Un giorno – noi abbiamo tutti di queste date funeste! – il croup, mostro schifoso, sparviero delle tenebre, si abbatté orribilmente sulla bianca casetta e, piombando addosso al povero bambino, lo afferrò alla gola.
O nera malattia! Chi non ha visto dibattersi, ahimè quei poveri bambini che il croup feroce stringe nelle sue dita soffocanti! Essi lottano, mentre l’ombra riempie lentamente i loro occhi d’angelo e dalla loro bocca fredda esce un rantolo strano e così misterioso che par di sentire nel loro petto, in cui muore il soffio ansante, lo spaventoso gallo della tomba cantare l’alba oscura.
Così, come un frutto che ha sentito la puntura della biscia, il bambino morì. La morte entrò come un ladro e lo portò via.
Una madre, un padre, il dolore, il nero cataletto, la fronte che batte contro il muro. I lugubri singhiozzi che sorgono dalle viscere. Oh! la parola finisce dove comincia il grido; silenzio alle parole umane!
La madre dal cuore ferito, mentre al suo fianco piangeva il padre taciturno, restò tre mesi sinistra, immobile nell’ombra, l’occhio fisso, mormorando non si sapeva che di oscuro, e guardando sempre lo stesso angolo della parete. Ella non mangiava, la sua vita era la sua febbre; non rispondeva più a nessuno; le sue labbra tremavano; la si sentiva con triste spavento che diceva a voce bassa a qualcuno: «rendimelo»!
E il medico disse al padre: «E’ necessario distrarre questo cuore triste e dare un fratello al bambino morto».
Il tempo passò; i giorni, le settimane, i mesi.
Ella si sentì madre una seconda volta.
Dinanzi alla culla fredda del suo angelo effimero, ricordando l’accento col quale il piccolo diceva: «mammina», ella sognava, muta, seduta sul letto.

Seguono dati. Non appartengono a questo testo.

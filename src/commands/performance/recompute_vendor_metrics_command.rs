use crate::{
    commands::Command,
    db::{self, DbPool},
    entities::{historical_performance, purchase_order, vendor},
    errors::ServiceError,
    events::{Event, EventSender},
    performance::{self, OrderFacts, PerformanceMetrics},
};
use chrono::{DateTime, Utc};
use sea_orm::{ActiveModelTrait, ColumnTrait, ConnectionTrait, EntityTrait, QueryFilter, Set};
use serde::{Deserialize, Serialize};
use std::sync::Arc;
use tracing::{debug, instrument};
use uuid::Uuid;

/// Result of a recompute: the refreshed vendor row and the snapshot appended
/// to its history.
#[derive(Debug, Clone, PartialEq, Serialize, Deserialize)]
pub struct RecomputeOutcome {
    pub vendor: vendor::Model,
    pub snapshot: historical_performance::Model,
}

impl RecomputeOutcome {
    pub fn metrics(&self) -> PerformanceMetrics {
        PerformanceMetrics {
            on_time_delivery_rate: self.vendor.on_time_delivery_rate,
            quality_rating_average: self.vendor.quality_rating_average,
            average_response_time: self.vendor.average_response_time,
            fulfilment_rate: self.vendor.fulfilment_rate,
        }
    }

    pub fn event(&self) -> Event {
        Event::VendorMetricsRecomputed {
            vendor_id: self.vendor.id,
            metrics_version: self.vendor.metrics_version,
            metrics: self.metrics(),
        }
    }
}

/// Recomputes a vendor's metrics from its current order set, stores them on
/// the vendor row and appends a history snapshot.
///
/// Runs on whatever connection it is given; callers pass their open
/// transaction so the order write and the metrics commit together.
pub async fn recompute_vendor_metrics<C>(
    conn: &C,
    vendor_id: Uuid,
    now: DateTime<Utc>,
) -> Result<RecomputeOutcome, ServiceError>
where
    C: ConnectionTrait,
{
    let current = vendor::Entity::find_by_id(vendor_id)
        .one(conn)
        .await?
        .ok_or_else(|| ServiceError::NotFound(format!("Vendor {} not found", vendor_id)))?;

    let orders = purchase_order::Entity::find()
        .filter(purchase_order::Column::VendorId.eq(vendor_id))
        .all(conn)
        .await?;
    let facts: Vec<OrderFacts> = orders.iter().map(OrderFacts::from).collect();
    let metrics = performance::compute(&facts);
    let version = current.metrics_version + 1;

    debug!(
        %vendor_id,
        orders = orders.len(),
        version,
        "recomputing vendor metrics"
    );

    let mut active: vendor::ActiveModel = current.into();
    active.on_time_delivery_rate = Set(metrics.on_time_delivery_rate);
    active.quality_rating_average = Set(metrics.quality_rating_average);
    active.average_response_time = Set(metrics.average_response_time);
    active.fulfilment_rate = Set(metrics.fulfilment_rate);
    active.metrics_version = Set(version);
    active.metrics_updated_at = Set(Some(now));
    let vendor = active.update(conn).await?;

    let snapshot = historical_performance::ActiveModel {
        id: Set(Uuid::new_v4()),
        vendor_id: Set(vendor_id),
        recorded_at: Set(now),
        on_time_delivery_rate: Set(metrics.on_time_delivery_rate),
        quality_rating_average: Set(metrics.quality_rating_average),
        average_response_time: Set(metrics.average_response_time),
        fulfilment_rate: Set(metrics.fulfilment_rate),
        metrics_version: Set(version),
    }
    .insert(conn)
    .await?;

    crate::metrics::METRIC_RECOMPUTES.inc();
    Ok(RecomputeOutcome { vendor, snapshot })
}

/// Operator-triggered recompute of one vendor's metrics.
#[derive(Debug, Clone, Serialize, Deserialize)]
pub struct RecomputeVendorMetricsCommand {
    pub vendor_id: Uuid,
}

#[async_trait::async_trait]
impl Command for RecomputeVendorMetricsCommand {
    type Result = RecomputeOutcome;

    #[instrument(skip(self, db_pool, event_sender), fields(vendor_id = %self.vendor_id))]
    async fn execute(
        &self,
        db_pool: Arc<DbPool>,
        event_sender: Arc<EventSender>,
    ) -> Result<Self::Result, ServiceError> {
        let vendor_id = self.vendor_id;
        let outcome = db::transaction(db_pool.as_ref(), move |txn| {
            Box::pin(async move { recompute_vendor_metrics(txn, vendor_id, Utc::now()).await })
        })
        .await
        .map_err(|e| {
            crate::metrics::record_command_failure("recompute_vendor_metrics");
            e
        })?;

        event_sender.send_or_log(outcome.event()).await;
        Ok(outcome)
    }
}
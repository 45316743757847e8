use crate::{
    commands::Command,
    common::not_blank,
    db::{self, DbPool},
    entities::vendor,
    errors::ServiceError,
    events::{Event, EventSender},
};
use chrono::Utc;
use sea_orm::{ActiveModelTrait, ColumnTrait, EntityTrait, QueryFilter, Set};
use serde::{Deserialize, Serialize};
use std::sync::Arc;
use tracing::{info, instrument};
use utoipa::ToSchema;
use uuid::Uuid;
use validator::Validate;

/// Partial update of a vendor's profile. Metric fields are not accepted.
#[derive(Debug, Clone, Default, Serialize, Deserialize, Validate, ToSchema)]
#[serde(deny_unknown_fields)]
pub struct UpdateVendorRequest {
    #[validate(length(max = 100, message = "name must be at most 100 characters"), custom = "not_blank")]
    pub name: Option<String>,
    #[validate(custom = "not_blank")]
    pub contact_details: Option<String>,
    #[validate(custom = "not_blank")]
    pub address: Option<String>,
    #[validate(length(max = 50, message = "vendor_code must be at most 50 characters"), custom = "not_blank")]
    pub vendor_code: Option<String>,
}

#[derive(Debug, Clone, Serialize, Deserialize)]
pub struct UpdateVendorCommand {
    pub id: Uuid,
    pub changes: UpdateVendorRequest,
}

#[async_trait::async_trait]
impl Command for UpdateVendorCommand {
    type Result = vendor::Model;

    #[instrument(skip(self, db_pool, event_sender), fields(vendor_id = %self.id))]
    async fn execute(
        &self,
        db_pool: Arc<DbPool>,
        event_sender: Arc<EventSender>,
    ) -> Result<Self::Result, ServiceError> {
        self.changes.validate()?;

        let id = self.id;
        let changes = self.changes.clone();
        let updated = db::transaction(db_pool.as_ref(), move |txn| {
            Box::pin(async move {
                let current = vendor::Entity::find_by_id(id)
                    .one(txn)
                    .await?
                    .ok_or_else(|| ServiceError::NotFound(format!("Vendor {} not found", id)))?;

                if let Some(code) = changes.vendor_code.as_deref().map(str::trim) {
                    if code != current.vendor_code {
                        let clash = vendor::Entity::find()
                            .filter(vendor::Column::VendorCode.eq(code))
                            .one(txn)
                            .await?;
                        if clash.is_some() {
                            return Err(ServiceError::Conflict(format!(
                                "Vendor code '{}' already exists",
                                code
                            )));
                        }
                    }
                }

                let mut active: vendor::ActiveModel = current.into();
                if let Some(name) = changes.name {
                    active.name = Set(name.trim().to_string());
                }
                if let Some(contact_details) = changes.contact_details {
                    active.contact_details = Set(contact_details);
                }
                if let Some(address) = changes.address {
                    active.address = Set(address);
                }
                if let Some(code) = changes.vendor_code {
                    active.vendor_code = Set(code.trim().to_string());
                }
                active.updated_at = Set(Utc::now());
                Ok(active.update(txn).await?)
            })
        })
        .await
        .map_err(|e| {
            crate::metrics::record_command_failure("update_vendor");
            e
        })?;

        event_sender.send_or_log(Event::VendorUpdated(updated.id)).await;
        info!(vendor_id = %updated.id, "vendor updated");
        Ok(updated)
    }
}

Il giorno in cui, a un tratto, trasalì nel suo fianco l’essere sconosciuto promesso alla nostra alba mortale, ella impallidì. «Chi è questo straniero?», – disse – poi gridò, cupa e cadendo in ginocchio: «no, no, non voglio! no! tu saresti geloso! oh mio dolce dormiente, tu che sei ghiacciato dalla terra diresti: “mi si dimentica; un altro ha preso il mio posto; mia madre ama e ride, ella lo trova bello. Ella lo bacia e io… io sono nella tomba! No,no”».
Così piangeva questo dolore profondo.
Il giorno venne in cui ella mise un altro bambino al mondo; e il padre allegro disse: è un maschietto! Ma il padre soltanto era allegro nella casa. Interamente piegata sotto il ricordo antico, la madre fantasticava. Le si portò il neonato su di un cuscino. La madre lasciò fare e gli porse il seno. Ma d’un tratto, mentre truce, accasciata, pensando al neonato meno che all’anima fuggita – ahimè! – e pensando meno alle fasce che al sudario, ella diceva: «quell’angelo nel suo sepolcro è solo»! Oh! dolce miracolo! Oh madre cui ritorna la felicità! Ella sentì con una voce ben conosciuta, il neonato parlare nell’ombra tra le sue braccia e a voce bassa mormorare: «Sono io. Non lo dire a nessuno».